Saya diminta untuk mengingat bahwa mereka yang melayani Igon di dekat—baik pembantu maupun pelayan lainnya—bisu atau sulit mendengar. Pendahulu saya, seorang pria, juga tidak dapat berbicara.
Dia telah diberi tugas-tugas aneh oleh Igon, melakukan apa pun yang diminta darinya. Sebelum berangkat, dia menyerahkan secarik kertas berisi berbagai instruksi peringatan. Entah mengapa, tatapannya ke arahku tampak penuh rasa kasihan. Seolah-olah untuk menyemangatiku, dia menepuk bahuku untuk menenangkanku, tetapi ada sedikit kelegaan dalam sikapnya, seolah-olah beban telah terangkat darinya.
Kamarku hanya dihuni satu orang, sesuatu yang disebutkan pemandu sebagai hak istimewa bagi pelayan pribadi Igon. Namun, sepertinya aku tidak bisa tidur. Pikiran-pikiran memenuhi benakku, berputar-putar gelisah. Rasanya tidak nyata berada di sini, di tanah milik Duke, menghuni tubuh Liliana. Setelah berguling-guling beberapa saat, aku bangkit, mengambil lampu, dan meninggalkan kamar.
Aku menuruni tangga dan berjalan menyusuri koridor menuju pintu belakang, berniat untuk jalan-jalan. Namun tiba-tiba, entah dari mana, seseorang mencengkeram pergelangan tanganku dengan kasar. Kekuatan itu membuatku berputar setengah jalan, dan lampu itu terlepas dari tanganku, jatuh ke lantai. Untungnya, aku tidak terluka, tetapi minyak panas itu memercik ke kaki temanku.
Terkejut, aku menariknya ke cahaya jendela yang lebih terang, bermaksud untuk memeriksa lukanya. Namun, saat aku melihat wajahnya yang bersinar di bawah sinar bulan, aku membeku di tempat. Itu Igon.
“Kamu tidak takut, kan?”
Dia mencibir, ekspresinya tidak menunjukkan kehangatan apa pun.

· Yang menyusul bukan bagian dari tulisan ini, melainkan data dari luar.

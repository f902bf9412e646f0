//! Core trait definitions.

use crate::EvalMetrics;
use std::path::Path;

/// Callback trait for training events.
///
/// Every hook has an empty default so implementors only override what
/// they observe.
pub trait TrainingCallback: Send + Sync {
    /// Called at the start of training.
    fn on_train_start(&mut self) {}

    /// Called at the end of training.
    fn on_train_end(&mut self) {}

    /// Called at the start of each epoch.
    fn on_epoch_start(&mut self, _epoch: usize) {}

    /// Called at the end of each epoch.
    fn on_epoch_end(&mut self, _epoch: usize, _metrics: &EvalMetrics) {}

    /// Called at the start of each optimizer step.
    fn on_step_start(&mut self, _step: usize) {}

    /// Called at the end of each optimizer step.
    fn on_step_end(&mut self, _step: usize, _loss: f64, _lr: f64) {}

    /// Called after an evaluation pass.
    fn on_evaluate(&mut self, _step: usize, _metrics: &EvalMetrics) {}

    /// Called when a checkpoint is saved.
    fn on_save(&mut self, _path: &Path) {}
}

“Berkeliaran di tengah malam…”
Nada suaranya menuduh, namun kata-kata yang diucapkannya selanjutnya, meskipun ekspresinya tetap dingin, terdengar sangat lembut.
“Tidak bisa tidur?”
Sambil berkedip karena bingung, aku kembali ke masa kini dan mengingat luka yang mungkin dideritanya. Aku mendesaknya, menyuruhnya menunjukkan celana panjangnya agar aku bisa memeriksa luka bakarnya. Namun, Igon mendorongku menjauh, memperlebar jarak di antara kami.
“Khawatirkan dirimu sendiri.”
katanya, sebelum berbalik dan meninggalkanku di koridor. Dan begitu saja, dia menghilang, meninggalkanku sendirian di lorong yang remang-remang.